Wet Rat

Wet Rat

By Paul Teodo and Tom Myers

The following is an excerpt from the forthcoming novel Cross Fit by Paul Teodo and Tom Myers.

I SPENT THE NEXT COUPLE HOURS REVIEWING HVAC SPECS FOR THE OR WITH MY FACILITIES GUY, Joe Spanski, a bald, thick armed, second generation Pole from a family of Warsaw brick masons. He told me it was impossible. “Boss, it’s cooling, not refrigeration. Them people in there are alive, it ain’t the morgue.”

“That’s what he wants. Fifty-eight degrees.”

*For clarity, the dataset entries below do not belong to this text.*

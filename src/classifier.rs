//! Mapping of a normalized target status to a numeric code and a bounded
//! error category.
//!
//! The category vocabulary is closed so the `category` label can never grow
//! beyond `ErrorCategory::ALL.len()` values per target.

use std::fmt;

use crate::source::NormalizedMetric;

/// Status code exported for healthy targets.
pub const STATUS_OK: u16 = 0;
/// Status code exported when no HTTP code could be recognised.
pub const STATUS_GENERIC: u16 = 1;

#[derive(Debug, Clone, Copy, PartialEq, Eq, Hash)]
pub enum ErrorCategory {
    Healthy,
    Http5xx,
    Http404,
    Http403,
    Timeout,
    Unknown,
    Other,
}

impl ErrorCategory {
    pub const ALL: [ErrorCategory; 7] = [
        ErrorCategory::Healthy,
        ErrorCategory::Http5xx,
        ErrorCategory::Http404,
        ErrorCategory::Http403,
        ErrorCategory::Timeout,
        ErrorCategory::Unknown,
        ErrorCategory::Other,
    ];

    pub fn as_str(&self) -> &'static str {
        match self {
            ErrorCategory::Healthy => "OK",
            ErrorCategory::Http5xx => "http_5xx",
            ErrorCategory::Http404 => "http_404",
            ErrorCategory::Http403 => "http_403",
            ErrorCategory::Timeout => "timeout",
            ErrorCategory::Unknown => "unknown",
            ErrorCategory::Other => "other",
        }
    }
}

impl fmt::Display for ErrorCategory {
    fn fmt(&self, f: &mut fmt::Formatter<'_>) -> fmt::Result {
        f.write_str(self.as_str())
    }
}

#[derive(Debug, Clone, Copy, PartialEq, Eq)]
pub struct Classification {
    pub status_code: u16,
    pub category: ErrorCategory,
}

impl Classification {
    const fn new(status_code: u16, category: ErrorCategory) -> Self {
        Self {
            status_code,
            category,
        }
    }
}

/// First match wins: 500, 404, 403, then timeout, then unknown/other.
pub fn classify(metric: &NormalizedMetric) -> Classification {
    classify_parts(metric.health, metric.info_msg.as_deref())
}

/// Same as [`classify`] on the two inputs it actually reads.
pub fn classify_parts(health: u8, info_msg: Option<&str>) -> Classification {
    if health == 0 {
        return Classification::new(STATUS_OK, ErrorCategory::Healthy);
    }

    let Some(info) = info_msg else {
        return Classification::new(STATUS_GENERIC, ErrorCategory::Unknown);
    };

    if info.contains("500") {
        Classification::new(500, ErrorCategory::Http5xx)
    } else if info.contains("404") {
        Classification::new(404, ErrorCategory::Http404)
    } else if info.contains("403") {
        Classification::new(403, ErrorCategory::Http403)
    } else if info.to_lowercase().contains("timeout") {
        Classification::new(STATUS_GENERIC, ErrorCategory::Timeout)
    } else {
        Classification::new(STATUS_GENERIC, ErrorCategory::Other)
    }
}

#[cfg(test)]
mod tests {
    use super::*;

    #[test]
    fn test_healthy_ignores_info() {
        let c = classify_parts(0, Some("HTTP 500 earlier"));
        assert_eq!(c, Classification::new(0, ErrorCategory::Healthy));
        assert_eq!(c.category.as_str(), "OK");
    }

    #[test]
    fn test_http_codes() {
        assert_eq!(
            classify_parts(1, Some("Server returned 500 Internal Server Error")),
            Classification::new(500, ErrorCategory::Http5xx)
        );
        assert_eq!(
            classify_parts(1, Some("404 Not Found")),
            Classification::new(404, ErrorCategory::Http404)
        );
        assert_eq!(
            classify_parts(1, Some("403 Forbidden")),
            Classification::new(403, ErrorCategory::Http403)
        );
    }

    #[test]
    fn test_first_match_wins() {
        // 500 is checked before 404 and before timeout.
        assert_eq!(
            classify_parts(1, Some("timeout after 404 then 500")).category,
            ErrorCategory::Http5xx
        );
        assert_eq!(
            classify_parts(1, Some("Timeout fetching 403 page")).category,
            ErrorCategory::Http403
        );
    }

    #[test]
    fn test_timeout_is_case_insensitive() {
        assert_eq!(
            classify_parts(1, Some("Timeout occurred")),
            Classification::new(1, ErrorCategory::Timeout)
        );
        assert_eq!(
            classify_parts(1, Some("connection TIMEOUT")).category,
            ErrorCategory::Timeout
        );
    }

    #[test]
    fn test_absent_and_unrecognised_info() {
        assert_eq!(
            classify_parts(1, None),
            Classification::new(1, ErrorCategory::Unknown)
        );
        assert_eq!(
            classify_parts(1, Some("weird")),
            Classification::new(1, ErrorCategory::Other)
        );
    }

    #[test]
    fn test_deterministic() {
        for info in [None, Some("500"), Some("Timeout"), Some("weird")] {
            assert_eq!(classify_parts(1, info), classify_parts(1, info));
        }
    }

    #[test]
    fn test_category_labels_are_unique() {
        let mut labels: Vec<&str> = ErrorCategory::ALL.iter().map(|c| c.as_str()).collect();
        labels.sort_unstable();
        labels.dedup();
        assert_eq!(labels.len(), ErrorCategory::ALL.len());
    }
}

Spanski gave me a sly look. “Have you seen his wife?”

“Yeah, so what?”

“She looks dead. Maybe he likes ‘em cold.”

She did look dead. “Thanks Joe, so we can’t get any lower than sixty?” I was pretty sure Eriksen liked them cold.

“Right boss, and with that, we’ll have staff half froze.”

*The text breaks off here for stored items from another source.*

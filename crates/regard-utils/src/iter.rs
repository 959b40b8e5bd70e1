//! Iterator adapters.

use std::iter::Zip;

/// Zips two iterators of known, equal length.
///
/// # Panics
///
/// Panics if the iterators report different lengths.
pub fn zip_exact<L, R>(left: L, right: R) -> Zip<L::IntoIter, R::IntoIter>
where
    L: IntoIterator,
    L::IntoIter: ExactSizeIterator,
    R: IntoIterator,
    R::IntoIter: ExactSizeIterator,
{
    let left = left.into_iter();
    let right = right.into_iter();
    assert_eq!(left.len(), right.len(), "zip_exact: iterator lengths differ");
    left.zip(right)
}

Joe lumbered out of my office, tool belt rattling down the hall.

It was only ten o’clock. Too long to wait. I couldn’t stand it. I needed this job. I had a mortgage, a car payment, my kid’s college debt and alimony. I couldn’t walk away. But most important I had my pride. I tried to act like I could give a shit, but getting canned would fuck with my ego.

I stepped into Jenna’s office. “I’m going for that walk now.”

“It’s pouring.”

“I’m going to see Greta.”

“You’re not supposed to see her till…” She paused, conflicted. We hadn’t discussed the meeting, but she knew what was in store for me. She was a Christian and loyal to me — her boss. But Greta had hired right out of high school.

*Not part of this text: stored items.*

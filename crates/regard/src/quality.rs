//! Session quality grading.
//!
//! Summarises a gaze stream into a 0-100 score from four components: the
//! fraction of points landing on screen, the effective sampling rate, the
//! fraction of confident samples, and how much of the expected viewing
//! window was actually covered.

use crate::model::GazePoint;

/// Letter grade buckets over the overall score.
#[derive(Debug, Clone, Copy, PartialEq, Eq, serde::Serialize)]
pub enum Grade {
    A,
    B,
    C,
    D,
}

#[derive(Debug, Clone, Copy, serde::Serialize)]
pub struct QualityReport {
    pub gaze_on_screen_percent: f64,
    pub sampling_rate_hz: f64,
    pub data_integrity_percent: f64,
    /// Actual over expected viewing duration, capped at 1.
    pub duration_ratio: f64,
    pub score: f64,
    pub grade: Grade,
}

/// Sampling rate at which the rate component saturates.
const NOMINAL_RATE_HZ: f64 = 25.0;
const CONFIDENT_SAMPLE: f64 = 0.4;

/// Grades a gaze sequence recorded over a viewing window of
/// `expected_duration_ms` against image dimensions `width` x `height`.
pub fn assess(
    points: &[GazePoint],
    width: f64,
    height: f64,
    expected_duration_ms: f64,
) -> QualityReport {
    let count = points.len() as f64;

    let on_screen = points
        .iter()
        .filter(|p| {
            p.x >= -0.05 * width
                && p.x <= 1.05 * width
                && p.y >= -0.05 * height
                && p.y <= 1.05 * height
        })
        .count() as f64;
    let gaze_on_screen_percent = if count > 0.0 {
        on_screen / count * 100.0
    } else {
        0.0
    };

    let sampling_rate_hz = match (points.first(), points.last()) {
        (Some(first), Some(last)) if last.timestamp_ms > first.timestamp_ms => {
            count / ((last.timestamp_ms - first.timestamp_ms) / 1000.0)
        }
        _ => 0.0,
    };

    let confident = points
        .iter()
        .filter(|p| p.confidence > CONFIDENT_SAMPLE)
        .count() as f64;
    let data_integrity_percent = if count > 0.0 {
        confident / count * 100.0
    } else {
        0.0
    };

    let actual_duration_ms = match (points.first(), points.last()) {
        (Some(first), Some(last)) => last.timestamp_ms - first.timestamp_ms,
        _ => 0.0,
    };
    let duration_ratio = if expected_duration_ms > 0.0 {
        (actual_duration_ms / expected_duration_ms).min(1.0)
    } else {
        0.0
    };

    let rate_component = (sampling_rate_hz / NOMINAL_RATE_HZ * 100.0).min(100.0);
    let score = 0.35 * gaze_on_screen_percent
        + 0.20 * rate_component
        + 0.30 * data_integrity_percent
        + 0.15 * duration_ratio * 100.0;

    let grade = if score >= 80.0 {
        Grade::A
    } else if score >= 60.0 {
        Grade::B
    } else if score >= 40.0 {
        Grade::C
    } else {
        Grade::D
    };

    QualityReport {
        gaze_on_screen_percent,
        sampling_rate_hz,
        data_integrity_percent,
        duration_ratio,
        score,
        grade,
    }
}

#[cfg(test)]
mod tests {
    use super::*;

    fn stream(count: usize, dt_ms: f64, confidence: f64) -> Vec<GazePoint> {
        (0..count)
            .map(|i| GazePoint {
                x: 320.0,
                y: 240.0,
                timestamp_ms: i as f64 * dt_ms,
                confidence,
            })
            .collect()
    }

    #[test]
    fn clean_session_grades_a() {
        // 30Hz, all on screen, all confident, full duration
        let points = stream(150, 33.3, 0.9);
        let report = assess(&points, 640.0, 480.0, 5000.0);
        assert!(report.gaze_on_screen_percent > 99.0);
        assert!(report.sampling_rate_hz > 25.0);
        assert!(report.score >= 80.0, "{}", report.score);
        assert_eq!(report.grade, Grade::A);
    }

    #[test]
    fn off_screen_points_hurt_the_score() {
        let mut points = stream(100, 33.3, 0.9);
        for p in points.iter_mut().take(50) {
            p.x = 5000.0;
        }
        let report = assess(&points, 640.0, 480.0, 3300.0);
        assert!((report.gaze_on_screen_percent - 50.0).abs() < 1.0);
        assert!(report.grade != Grade::A);
    }

    #[test]
    fn slightly_outside_counts_as_on_screen() {
        let mut points = stream(10, 40.0, 0.9);
        points[0].x = -30.0; // within the 5% tolerance band of a 640px image
        let report = assess(&points, 640.0, 480.0, 400.0);
        assert_eq!(report.gaze_on_screen_percent, 100.0);
    }

    #[test]
    fn low_confidence_reduces_integrity() {
        let points = stream(100, 33.3, 0.2);
        let report = assess(&points, 640.0, 480.0, 3300.0);
        assert_eq!(report.data_integrity_percent, 0.0);
        assert!(report.score < 80.0);
    }

    #[test]
    fn truncated_session_reduces_duration_ratio() {
        // one second of data against a five second viewing window
        let points = stream(30, 33.3, 0.9);
        let report = assess(&points, 640.0, 480.0, 5000.0);
        assert!(report.duration_ratio < 0.25);
    }

    #[test]
    fn empty_stream_grades_d() {
        let report = assess(&[], 640.0, 480.0, 5000.0);
        assert_eq!(report.score, 0.0);
        assert_eq!(report.grade, Grade::D);
    }
}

I was pissed. “Tell me what you know.”

“I can’t.” She turned away hiding her tears.

I grabbed her shoulder and tried to turn her around. “For Christ’s sake tell me.”

Her body tensed.

What the hell am I doing? She didn’t deserve to be the recipient of my fear.

“I’m going to her office.”

“You know she doesn’t like when her schedule is altered.”

“I’m altering it.”

She gathered herself. “Take this, it’s pouring.” She pulled a large green and white golf umbrella from her closet, Western Highlands Medical Center emblazoned on its surface.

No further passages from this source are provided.